Take the data from its first line. Print each line exactly until the line containing "is empty, so" has been printed too.

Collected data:
================
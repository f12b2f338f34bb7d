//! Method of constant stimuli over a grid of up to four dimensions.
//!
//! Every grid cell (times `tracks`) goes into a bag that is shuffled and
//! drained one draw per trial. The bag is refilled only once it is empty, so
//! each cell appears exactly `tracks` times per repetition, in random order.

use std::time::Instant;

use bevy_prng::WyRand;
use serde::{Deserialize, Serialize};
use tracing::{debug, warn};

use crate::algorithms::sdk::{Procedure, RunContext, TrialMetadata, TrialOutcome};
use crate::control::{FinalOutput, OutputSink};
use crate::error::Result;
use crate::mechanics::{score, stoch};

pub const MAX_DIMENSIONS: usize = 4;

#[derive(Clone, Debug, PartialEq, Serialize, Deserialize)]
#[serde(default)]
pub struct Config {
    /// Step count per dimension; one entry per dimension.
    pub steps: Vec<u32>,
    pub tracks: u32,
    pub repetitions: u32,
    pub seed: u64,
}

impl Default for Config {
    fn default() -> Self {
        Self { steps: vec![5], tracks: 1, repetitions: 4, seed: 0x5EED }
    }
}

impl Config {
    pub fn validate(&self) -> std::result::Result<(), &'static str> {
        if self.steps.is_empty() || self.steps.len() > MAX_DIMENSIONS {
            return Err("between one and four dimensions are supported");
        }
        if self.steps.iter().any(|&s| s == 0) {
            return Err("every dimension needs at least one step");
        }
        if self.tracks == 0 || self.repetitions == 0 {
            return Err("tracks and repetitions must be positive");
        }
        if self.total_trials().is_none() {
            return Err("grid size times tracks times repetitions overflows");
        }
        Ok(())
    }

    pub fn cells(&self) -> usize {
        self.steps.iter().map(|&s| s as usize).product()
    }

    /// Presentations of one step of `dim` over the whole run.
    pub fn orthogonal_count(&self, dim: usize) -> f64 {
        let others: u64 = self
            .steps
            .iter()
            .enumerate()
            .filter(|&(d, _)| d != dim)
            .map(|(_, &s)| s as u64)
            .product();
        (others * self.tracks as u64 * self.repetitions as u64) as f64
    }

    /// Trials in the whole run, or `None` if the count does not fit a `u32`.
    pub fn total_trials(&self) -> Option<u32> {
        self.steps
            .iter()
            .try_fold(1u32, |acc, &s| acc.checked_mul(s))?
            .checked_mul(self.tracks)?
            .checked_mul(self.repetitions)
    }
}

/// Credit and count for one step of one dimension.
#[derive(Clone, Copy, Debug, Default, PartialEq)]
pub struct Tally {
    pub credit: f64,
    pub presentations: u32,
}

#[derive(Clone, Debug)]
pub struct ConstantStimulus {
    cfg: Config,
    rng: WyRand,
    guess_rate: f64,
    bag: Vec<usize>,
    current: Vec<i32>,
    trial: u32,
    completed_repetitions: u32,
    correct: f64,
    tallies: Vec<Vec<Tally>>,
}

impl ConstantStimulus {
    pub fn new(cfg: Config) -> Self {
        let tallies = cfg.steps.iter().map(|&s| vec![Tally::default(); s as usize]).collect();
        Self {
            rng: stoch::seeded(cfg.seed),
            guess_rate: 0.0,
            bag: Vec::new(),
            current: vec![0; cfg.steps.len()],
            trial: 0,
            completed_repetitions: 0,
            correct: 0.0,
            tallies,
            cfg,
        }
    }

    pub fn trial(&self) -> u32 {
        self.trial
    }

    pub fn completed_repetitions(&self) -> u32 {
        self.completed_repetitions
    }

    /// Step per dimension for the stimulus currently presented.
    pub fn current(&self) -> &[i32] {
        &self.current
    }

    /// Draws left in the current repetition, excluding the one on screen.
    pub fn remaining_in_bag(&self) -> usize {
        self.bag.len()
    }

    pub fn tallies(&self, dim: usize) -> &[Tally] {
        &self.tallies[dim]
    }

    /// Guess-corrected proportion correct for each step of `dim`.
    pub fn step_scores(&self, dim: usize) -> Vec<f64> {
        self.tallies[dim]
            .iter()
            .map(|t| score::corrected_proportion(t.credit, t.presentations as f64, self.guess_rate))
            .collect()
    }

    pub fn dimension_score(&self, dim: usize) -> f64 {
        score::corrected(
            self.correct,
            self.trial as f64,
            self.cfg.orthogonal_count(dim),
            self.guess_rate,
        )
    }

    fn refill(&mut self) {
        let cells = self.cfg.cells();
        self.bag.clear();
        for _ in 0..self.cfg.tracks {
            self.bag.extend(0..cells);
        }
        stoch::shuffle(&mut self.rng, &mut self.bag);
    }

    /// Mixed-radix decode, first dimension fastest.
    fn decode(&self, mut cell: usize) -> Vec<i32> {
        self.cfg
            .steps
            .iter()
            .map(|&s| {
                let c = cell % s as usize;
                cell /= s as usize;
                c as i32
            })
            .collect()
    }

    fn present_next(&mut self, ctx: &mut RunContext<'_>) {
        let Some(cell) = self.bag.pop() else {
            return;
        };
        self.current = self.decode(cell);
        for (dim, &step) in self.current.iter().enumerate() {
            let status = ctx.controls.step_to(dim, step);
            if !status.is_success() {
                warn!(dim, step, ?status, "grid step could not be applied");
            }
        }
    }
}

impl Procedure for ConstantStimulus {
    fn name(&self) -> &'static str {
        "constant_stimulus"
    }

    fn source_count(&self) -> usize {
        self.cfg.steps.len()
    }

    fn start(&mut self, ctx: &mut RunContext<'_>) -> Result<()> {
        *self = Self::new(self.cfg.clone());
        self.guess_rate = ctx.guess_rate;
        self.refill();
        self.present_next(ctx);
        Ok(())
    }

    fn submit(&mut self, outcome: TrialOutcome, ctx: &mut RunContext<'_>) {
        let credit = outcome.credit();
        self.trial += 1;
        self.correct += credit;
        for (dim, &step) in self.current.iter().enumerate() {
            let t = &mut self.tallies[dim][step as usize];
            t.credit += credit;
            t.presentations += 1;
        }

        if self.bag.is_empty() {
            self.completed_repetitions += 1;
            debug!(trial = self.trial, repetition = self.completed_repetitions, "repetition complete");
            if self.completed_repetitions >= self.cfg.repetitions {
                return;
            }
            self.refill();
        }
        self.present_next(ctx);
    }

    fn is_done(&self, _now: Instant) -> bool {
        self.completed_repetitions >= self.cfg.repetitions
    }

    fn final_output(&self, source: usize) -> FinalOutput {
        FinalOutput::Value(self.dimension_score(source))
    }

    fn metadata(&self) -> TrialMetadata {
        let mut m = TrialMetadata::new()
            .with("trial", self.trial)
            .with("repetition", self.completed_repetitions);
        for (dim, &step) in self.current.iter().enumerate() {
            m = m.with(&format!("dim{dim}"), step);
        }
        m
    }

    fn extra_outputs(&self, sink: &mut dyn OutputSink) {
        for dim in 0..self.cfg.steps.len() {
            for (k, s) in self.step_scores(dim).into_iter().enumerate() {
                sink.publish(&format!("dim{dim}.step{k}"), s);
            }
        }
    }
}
================
Response:
repository f12b2f338f34bb7d
//! Method of constant stimuli over a grid of up to four dimensions.
//!
//! Every grid cell (times `tracks`) goes into a bag that is shuffled and
//! drained one draw per trial. The bag is refilled only once it is empty, so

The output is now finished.